NATIONAL FOOD DAYS- A GOOD IDEA?

by:

drkoplin

June 6 was National Donut/Doughnut Day. Don’t get me started about abbreviations- I just found out my initials stand for “Let Me Know”; so much for my imagined popularity in the world of acronyms.

But I digress. What is with our obsession with naming every day of the year after something, especially food? Unhealthy food at that. It so happens we recently celebrated National Hamburger Day on May 28, and my nephew DJ has the privilege of sharing that with his birthday for the rest of his life. Me? My birthday coincides each year with National Cheeseburger Day (Sept. 18), a coincidence (or is it?) that actually fills me with great pride.

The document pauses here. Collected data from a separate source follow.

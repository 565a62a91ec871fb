//! Request id validation and generation
//!
//! The gateway preserves a client-supplied `X-Request-ID` only when it is
//! well-formed; otherwise a fresh 128-bit hex id is substituted. The
//! effective id is always echoed back in the same header.

use std::sync::LazyLock;

use regex::Regex;

/// Maximum accepted length of a client-supplied id, in octets
pub const MAX_REQUEST_ID_LEN: usize = 128;

static REQUEST_ID_PATTERN: LazyLock<Regex> =
    LazyLock::new(|| Regex::new(r"^[A-Za-z0-9._-]+$").expect("static pattern"));

/// Validate a client-supplied request id
///
/// Accepts the trimmed id when it is non-empty, at most 128 octets, and
/// matches `[A-Za-z0-9._-]+`.
pub fn validate_request_id(raw: &str) -> Option<&str> {
    let trimmed = raw.trim();
    if trimmed.is_empty() || trimmed.len() > MAX_REQUEST_ID_LEN {
        return None;
    }
    REQUEST_ID_PATTERN.is_match(trimmed).then_some(trimmed)
}

/// Generate a fresh 128-bit hex request id
pub fn generate_request_id() -> String {
    uuid::Uuid::new_v4().simple().to_string()
}

/// Adopt a valid client id or substitute a generated one
pub fn effective_request_id(client_supplied: Option<&str>) -> String {
    client_supplied
        .and_then(validate_request_id)
        .map(str::to_string)
        .unwrap_or_else(generate_request_id)
}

Shame on me for being so excited about sharing with a national food day. The latest statistics released by the national journal JAMA Pediatrics on April 7, 2014 asserts that U.S. childhood obesity rates have increased over the past 14 years despite all efforts. Currently, adult obesity rates have doubled since 1980, from 15 to 30 percent, while childhood obesity rates have more than tripled. Fully half of Americans will be obese by 2030.

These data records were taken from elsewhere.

/// The live session: tee, filter, recover, settle
#[allow(clippy::too_many_arguments)]
fn session_stream(
    orchestrator: RequestOrchestrator,
    ctx: RequestContext,
    plugin_ctx: Box<PluginContext>,
    run_from: usize,
    original_request: ChatRequest,
    requested_model: String,
    initial: (ChunkStream, Option<CurrentAttempt>),
    initial_events: Vec<FallbackEvent>,
) -> ChunkStream {
    let inner = Arc::clone(&orchestrator.inner);
    let recovery = inner.config.stream_recovery.clone();
    let prompt_tokens = original_request.estimate_input_tokens();

    let stream = async_stream::stream! {
        let (mut current_stream, mut attempt) = initial;
        let mut fallback_events = initial_events;
        let mut accumulated = String::new();
        let mut over_cap = false;
        let mut first_delta_at: Option<DateTime<Utc>> = None;
        let mut ttft_ms: Option<f64> = None;
        let session_started = Instant::now();
        let mut role_sent = false;
        let mut finish_sent = false;
        let mut recovery_attempts_left = inner.config.router.retry_count.max(1);
        let mut final_error: Option<GatewayError> = None;
        let mut served_by: Option<Deployment> = attempt.as_ref().map(|a| a.deployment.clone());
        let mut cancelled = false;

        'session: loop {
            let next = tokio::select! {
                item = current_stream.next() => item,
                _ = ctx.cancellation.cancelled() => {
                    cancelled = true;
                    None
                }
            };

            match next {
                _ if cancelled => {
                    if let Some(attempt) = attempt.take() {
                        attempt.settle_cancelled().await;
                    }
                    final_error = Some(GatewayError::Cancelled(
                        "client disconnected mid-stream".to_string(),
                    ));
                    break 'session;
                }
                Some(Ok(chunk)) => {
                    // TTFT is recorded once; recovered chunks never reset it
                    if first_delta_at.is_none()
                        && chunk.delta_content().is_some_and(|c| !c.is_empty())
                    {
                        first_delta_at = Some(Utc::now());
                        ttft_ms = Some(session_started.elapsed().as_secs_f64() * 1000.0);
                    }

                    // Bounded accumulation for append-mode recovery
                    if recovery.max_accumulated_bytes > 0 && !over_cap {
                        if let Some(content) = chunk.delta_content() {
                            if accumulated.len() + content.len() > recovery.max_accumulated_bytes {
                                over_cap = true;
                                debug!("stream accumulator over cap, recovery disabled");
                            } else {
                                accumulated.push_str(content);
                            }
                        }
                    }

                    let Some(mut chunk) = inner
                        .pipeline
                        .apply_stream_chunk(&plugin_ctx, run_from, chunk)
                        .await
                    else {
                        continue;
                    };

                    // One role header, one finish reason, stream-wide
                    for choice in &mut chunk.choices {
                        if choice.delta.role.is_some() {
                            if role_sent {
                                choice.delta.role = None;
                            } else {
                                role_sent = true;
                            }
                        }
                    }
                    if chunk.is_final() {
                        if finish_sent {
                            continue;
                        }
                        finish_sent = true;
                    }
                    yield Ok(chunk);
                }
                Some(Err(error)) => {
                    let failed_from = match attempt.take() {
                        Some(attempt) => Some(attempt.settle_err(&error).await),
                        None => None,
                    };

                    let mode = if over_cap || matches!(error, GatewayError::Cancelled(_)) {
                        StreamRecoveryMode::Off
                    } else {
                        recovery.mode
                    };
                    if mode == StreamRecoveryMode::Off || recovery_attempts_left == 0 {
                        if let Some(from) = failed_from {
                            fallback_events.push(FallbackEvent {
                                from_deployment: from,
                                to_deployment: None,
                                error: error.to_string(),
                                success: false,
                            });
                        }
                        final_error = Some(GatewayError::StreamInterrupted(error.to_string()));
                        break 'session;
                    }
                    recovery_attempts_left -= 1;

                    // Continuation request per recovery mode
                    let recovery_request = match mode {
                        StreamRecoveryMode::Retry => original_request.clone(),
                        StreamRecoveryMode::Append => {
                            let mut continuation = original_request.clone();
                            continuation.messages.push(
                                crate::core::types::ChatMessage::text(
                                    crate::core::types::MessageRole::Assistant,
                                    accumulated.clone(),
                                ),
                            );
                            continuation
                        }
                        StreamRecoveryMode::Off => unreachable!("off handled above"),
                    };

                    let mut failed: Vec<String> = fallback_events
                        .iter()
                        .map(|event| event.from_deployment.clone())
                        .collect();
                    if let Some(from) = &failed_from {
                        failed.push(from.clone());
                    }
                    let spliced = orchestrator
                        .attempt_once(
                            &ctx,
                            &UnifiedRequest::Chat(recovery_request.clone()),
                            &requested_model,
                            recovery_request.estimate_input_tokens(),
                            &mut failed,
                        )
                        .await;

                    match spliced {
                        Ok(AttemptOutcome::Done(ProviderResult::Stream(stream), deployment, _)) => {
                            debug!(
                                from = failed_from.as_deref().unwrap_or(""),
                                to = %deployment.id,
                                mode = ?mode,
                                "stream recovered on another deployment"
                            );
                            if let Some(from) = failed_from {
                                fallback_events.push(FallbackEvent {
                                    from_deployment: from,
                                    to_deployment: Some(deployment.id.clone()),
                                    error: error.to_string(),
                                    success: true,
                                });
                            }
                            served_by = Some(deployment.clone());
                            attempt = Some(CurrentAttempt::new(Arc::clone(&inner), deployment));
                            current_stream = stream;
                        }
                        Ok(AttemptOutcome::Done(
                            ProviderResult::Buffered(response),
                            deployment,
                            _,
                        )) => {
                            if let Some(from) = failed_from {
                                fallback_events.push(FallbackEvent {
                                    from_deployment: from,
                                    to_deployment: Some(deployment.id.clone()),
                                    error: error.to_string(),
                                    success: true,
                                });
                            }
                            served_by = Some(deployment);
                            let chunks = match response {
                                crate::core::providers::UnifiedResponse::Chat(resp) => {
                                    response_to_chunks(&ctx.request_id, resp)
                                }
                                _ => Vec::new(),
                            };
                            current_stream =
                                Box::pin(futures::stream::iter(chunks.into_iter().map(Ok)));
                        }
                        Ok(AttemptOutcome::Failed(recovery_error)) | Err(recovery_error) => {
                            if let Some(from) = failed_from {
                                fallback_events.push(FallbackEvent {
                                    from_deployment: from,
                                    to_deployment: None,
                                    error: error.to_string(),
                                    success: false,
                                });
                            }
                            warn!(%recovery_error, "stream recovery failed");
                            final_error =
                                Some(GatewayError::StreamInterrupted(error.to_string()));
                            break 'session;
                        }
                    }
                }
                None => {
                    // Clean end of the provider stream
                    let completion_tokens = estimate_tokens(&accumulated);
                    if !finish_sent {
                        let id = format!("chatcmpl-{}", ctx.request_id);
                        yield Ok(ChatChunk::finish(
                            id,
                            &requested_model,
                            "stop",
                            Some(Usage::new(prompt_tokens as u32, completion_tokens)),
                        ));
                    }
                    if let Some(attempt) = attempt.take() {
                        attempt
                            .settle_ok(
                                ttft_ms,
                                prompt_tokens + completion_tokens as u64,
                            )
                            .await;
                    }
                    break 'session;
                }
            }
        }

        // Wrap-up: LIFO stream post hooks, telemetry, context release
        inner
            .pipeline
            .run_post_stream_hooks(&plugin_ctx, run_from)
            .await;

        let completion_tokens = estimate_tokens(&accumulated);
        let usage = first_delta_at
            .is_some()
            .then(|| Usage::new(prompt_tokens as u32, completion_tokens));
        let outcome = match &final_error {
            Some(error) => RequestOutcome::err(error.clone()),
            None => RequestOutcome {
                response: None,
                error: None,
            },
        };
        let serving = served_by.map(|deployment| (deployment, usage));
        let payload = orchestrator.build_payload(
            &ctx,
            &plugin_ctx,
            CallType::Chat,
            &requested_model,
            serving.as_ref(),
            &outcome,
            fallback_events,
            first_delta_at,
        );
        inner.callbacks.fire(Arc::new(payload)).await;
        inner.pipeline.context_pool().release(plugin_ctx);

        if let Some(error) = final_error {
            yield Err(error);
        }
    };

    Box::pin(stream)
}
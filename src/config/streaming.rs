//! Stream recovery configuration

use serde::{Deserialize, Serialize};

/// What to do when a provider stream fails mid-flight
#[derive(Debug, Clone, Copy, Default, Serialize, Deserialize, PartialEq, Eq)]
#[serde(rename_all = "snake_case")]
pub enum StreamRecoveryMode {
    /// Surface the error immediately
    #[default]
    Off,
    /// Reissue the original request on another deployment
    Retry,
    /// Continue from the accumulated partial assistant message
    Append,
}

/// Stream recovery configuration
#[derive(Debug, Clone, Serialize, Deserialize)]
pub struct StreamRecoverySettings {
    /// Recovery mode
    #[serde(default)]
    pub mode: StreamRecoveryMode,
    /// Accumulation cap in bytes; 0 disables accumulation (and thereby
    /// recovery for requests that would need it)
    #[serde(default = "default_max_accumulated_bytes")]
    pub max_accumulated_bytes: usize,
}

impl Default for StreamRecoverySettings {
    fn default() -> Self {
        Self {
            mode: StreamRecoveryMode::Off,
            max_accumulated_bytes: default_max_accumulated_bytes(),
        }
    }
}

fn default_max_accumulated_bytes() -> usize {
    262_144
}
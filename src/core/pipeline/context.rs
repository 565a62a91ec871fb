//! Pooled per-request plugin context

use ahash::AHashMap;
use chrono::{DateTime, Utc};
use crossbeam_queue::ArrayQueue;
use parking_lot::RwLock;
use std::sync::atomic::{AtomicBool, Ordering};
use std::time::Instant;
use tokio_util::sync::CancellationToken;
use tracing::warn;

/// Per-request value carrier threaded through every hook
///
/// One request owns one context for its whole lifetime; the pipeline
/// returns it to the pool after PostHooks. The key/value mapping is the
/// only inter-plugin channel; plugins document the keys they publish
/// and consume, there is no global schema.
#[derive(Debug)]
pub struct PluginContext {
    /// Effective request id
    pub request_id: String,
    /// Requested (client-facing) model
    pub model: String,
    /// Provider type of the selected deployment, late-bound
    pub provider: String,
    /// Selected deployment id, late-bound
    pub deployment_id: Option<String>,
    /// Opaque auth principal
    pub principal: Option<String>,
    /// Monotonic start instant, for latency math
    pub started_at: Option<Instant>,
    /// Wall-clock start, for telemetry
    pub start_time: Option<DateTime<Utc>>,
    /// Whether this request streams
    pub streaming: bool,
    /// Cancellation/deadline handle for the current request
    pub cancellation: CancellationToken,
    /// Absolute deadline, when bounded
    pub deadline: Option<Instant>,
    data: RwLock<AHashMap<String, serde_json::Value>>,
    in_use: AtomicBool,
}

impl PluginContext {
    fn new() -> Self {
        Self {
            request_id: String::new(),
            model: String::new(),
            provider: String::new(),
            deployment_id: None,
            principal: None,
            started_at: None,
            start_time: None,
            streaming: false,
            cancellation: CancellationToken::new(),
            deadline: None,
            data: RwLock::new(AHashMap::new()),
            in_use: AtomicBool::new(false),
        }
    }

    /// Publish a value for downstream plugins
    pub fn set(&self, key: impl Into<String>, value: serde_json::Value) {
        self.data.write().insert(key.into(), value);
    }

    /// Read a value published by an upstream plugin
    pub fn get(&self, key: &str) -> Option<serde_json::Value> {
        self.data.read().get(key).cloned()
    }

    /// Remove a value
    pub fn remove(&self, key: &str) -> Option<serde_json::Value> {
        self.data.write().remove(key)
    }

    /// Number of published keys
    pub fn data_len(&self) -> usize {
        self.data.read().len()
    }

    /// Time remaining until the deadline
    pub fn remaining(&self) -> Option<std::time::Duration> {
        self.deadline
            .map(|deadline| deadline.saturating_duration_since(Instant::now()))
    }

    /// Clear every field, keeping allocated capacity
    fn reset(&mut self) {
        self.request_id.clear();
        self.model.clear();
        self.provider.clear();
        self.deployment_id = None;
        self.principal = None;
        self.started_at = None;
        self.start_time = None;
        self.streaming = false;
        self.cancellation = CancellationToken::new();
        self.deadline = None;
        self.data.write().clear();
    }
}

/// Lock-free pool of plugin contexts
///
/// A pooled context never serves two requests at once: the sentinel bit
/// flips on acquire and release, and a double release is a logged no-op.
#[derive(Debug)]
pub struct ContextPool {
    pool: ArrayQueue<Box<PluginContext>>,
}

impl ContextPool {
    /// Create a pool retaining at most `capacity` idle contexts
    pub fn new(capacity: usize) -> Self {
        Self {
            pool: ArrayQueue::new(capacity.max(1)),
        }
    }

    /// Loan a context out; fields are reset and the sentinel set
    pub fn acquire(&self) -> Box<PluginContext> {
        let mut ctx = match self.pool.pop() {
            Some(ctx) => ctx,
            None => Box::new(PluginContext::new()),
        };
        ctx.reset();
        ctx.in_use.store(true, Ordering::Release);
        ctx
    }

    /// Return a context; double release is a logged no-op
    pub fn release(&self, mut ctx: Box<PluginContext>) {
        if !ctx.in_use.swap(false, Ordering::AcqRel) {
            warn!("plugin context released twice, dropping");
            return;
        }
        ctx.reset();
        // Pool full: let the allocation drop
        let _ = self.pool.push(ctx);
    }

    /// Idle contexts currently pooled
    pub fn idle(&self) -> usize {
        self.pool.len()
    }
}

impl Default for ContextPool {
    fn default() -> Self {
        Self::new(128)
    }
}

What’s up with this? Certainly too complex a topic to address here, other than my plea to stop naming days after doughnuts. As for the national illiteracy rate? Is it too complicated to spell that word the way it was originally spelled by Washington Irving in his 1809 History of New York? When did this change? Thank you, Massachusetts-based Dunkin’ Donuts. That’s right- a fast food chain bastardized the elegant spelling and changed it into a fast food word.

Don’t get me started on the word “burger”, okay?